Essa regra não é aplicada se, por estipulação expressa, o quinhão do usufrutuário morto couber aos usufrutuários sobreviventes. É o denominado direito de acrescer previsto na ressalva do dispositivo legal indicado e que impede, dado o ajuste convencionado, a extinção do usufruto, mesmo parcial, em razão da morte de um dos usufrutuários.
O usufrutuário sobrevivente tem acrescido ao seu direito a parte daquele usufrutuário morto, que não se extingue, mas se transfere. O usufruto neste caso continua íntegro e não sofre redução. Encontrará extinção somente com a morte de todos os usufrutuários.
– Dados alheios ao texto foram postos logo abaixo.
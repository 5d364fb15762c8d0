use std::env;
use std::fs;
use std::path::{Path, PathBuf};

use serde::Deserialize;
use thiserror::Error;
use zmesh_core::options::MeshOptions;
use zmesh_file::convert::DEFAULT_MAX_INPUT_BYTES;
use zmesh_file::{ConvertOptions, OutputMode};

/// 覆盖配置文件位置的环境变量
pub const CONFIG_ENV: &str = "ZMESH_CONFIG";

/// `zmesh` 的全部可配置项，缺省节使用默认值
#[derive(Debug, Clone, Default, Deserialize)]
#[serde(default)]
pub struct AppConfig {
    pub logging: LoggingConfig,
    pub conversion: ConversionConfig,
    pub mesh: MeshOptions,
}

impl AppConfig {
    pub fn from_file(path: impl AsRef<Path>) -> Result<Self, ConfigError> {
        let path = path.as_ref();
        let content = fs::read_to_string(path).map_err(|source| ConfigError::Io {
            path: path.to_path_buf(),
            source,
        })?;
        toml::from_str(&content).map_err(|source| ConfigError::Parse {
            path: path.to_path_buf(),
            source,
        })
    }

    /// 依次尝试 `ZMESH_CONFIG` 与 `config/default.toml`
    ///
    /// 环境变量指向的文件必须存在；默认位置缺失时返回内建默认值。
    pub fn discover() -> Result<Self, ConfigError> {
        if let Some(path) = env::var_os(CONFIG_ENV) {
            return Self::from_file(PathBuf::from(path));
        }
        let path = Path::new("config").join("default.toml");
        if path.exists() {
            Self::from_file(path)
        } else {
            Ok(Self::default())
        }
    }

    pub fn convert_options(&self) -> ConvertOptions {
        ConvertOptions {
            max_input_bytes: self.conversion.max_input_bytes,
            mesh: self.mesh,
        }
    }
}

#[derive(Debug, Clone, Deserialize)]
#[serde(default)]
pub struct LoggingConfig {
    /// 等级或 `EnvFilter` 指令
    pub level: String,
}

impl Default for LoggingConfig {
    fn default() -> Self {
        Self {
            level: "info".to_string(),
        }
    }
}

#[derive(Debug, Clone, Deserialize)]
#[serde(default)]
pub struct ConversionConfig {
    /// 面颜色为 ByLayer 时的厚度，未配置时必须在命令行给出
    pub default_thickness: Option<f64>,
    pub mode: OutputMode,
    pub max_input_bytes: usize,
}

impl Default for ConversionConfig {
    fn default() -> Self {
        Self {
            default_thickness: None,
            mode: OutputMode::default(),
            max_input_bytes: DEFAULT_MAX_INPUT_BYTES,
        }
    }
}

#[derive(Debug, Error)]
pub enum ConfigError {
    #[error("读取配置文件 {path:?} 失败: {source}")]
    Io {
        path: PathBuf,
        #[source]
        source: std::io::Error,
    },
    #[error("解析配置文件 {path:?} 失败: {source}")]
    Parse {
        path: PathBuf,
        #[source]
        source: toml::de::Error,
    },
}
O direito de acrescer, como visto, só pode ser aplicado ao usufruto constituído por ato entre vivos quando houver estipulação expressa nesse sentido (art. 1.411, CC).
Ao usufruto constituído causa mortis a lei impõe, à falta do usufrutuário, uma outra solução (art. 1.946, C.C.). Nesse caso o direito de acrescer só é eficaz quando o legado é instituído de forma conjunta a duas ou mais pessoas (co-legatários). Mas não será aplicado, embora conjunto, quando só foi legado certa parte do usufruto, o que determinará a consolidação na propriedade das quotas dos que faltarem.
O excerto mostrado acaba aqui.